**What you have to do:** Determine how many lines in these records hold "builders". Only the number is wanted.

**Data for processing:**

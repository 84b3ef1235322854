//! Tests for scheduler builders

use prometheus_lease_pool::builders::{build_scheduler, build_scheduler_from_json};
use prometheus_lease_pool::config::SchedulerConfig;
use prometheus_lease_pool::core::{AppResult, Lease, PoolError, TaskScheduler};

fn make(index: usize) -> AppResult<String> {
    Ok(format!("session-{index}"))
}

#[test]
fn test_build_scheduler_from_config() {
    let cfg = SchedulerConfig::new().with_max_workers(2);
    let scheduler: TaskScheduler<String, usize> = build_scheduler(&cfg, &make).unwrap();
    assert_eq!(scheduler.max_workers(), 2);

    scheduler
        .submit(|session: Lease<String>, ()| {
            let len = session.len();
            (session, Ok(len))
        }, ())
        .unwrap();
    let report = scheduler.take_one_result();
    assert_eq!(report.into_result().unwrap(), "session-0".len());
    scheduler.shutdown();
}

#[test]
fn test_build_scheduler_from_json() {
    let json = r#"{"max_workers": 3, "thread_name_prefix": "session"}"#;
    let scheduler: TaskScheduler<String, ()> = build_scheduler_from_json(json, &make).unwrap();
    assert_eq!(scheduler.max_workers(), 3);
    assert_eq!(scheduler.config().thread_name_prefix, "session");
    assert_eq!(scheduler.stats().free_resources, 3);
    scheduler.shutdown();
}

#[test]
fn test_build_scheduler_invalid_config() {
    let cfg = SchedulerConfig::new().with_thread_stack_size(16);
    let result: Result<TaskScheduler<String, ()>, _> = build_scheduler(&cfg, &make);
    assert!(matches!(result, Err(PoolError::InvalidConfig(_))));

    let result: Result<TaskScheduler<String, ()>, _> = build_scheduler_from_json("[1, 2]", &make);
    assert!(matches!(result, Err(PoolError::InvalidConfig(_))));
}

**Answer space:** 2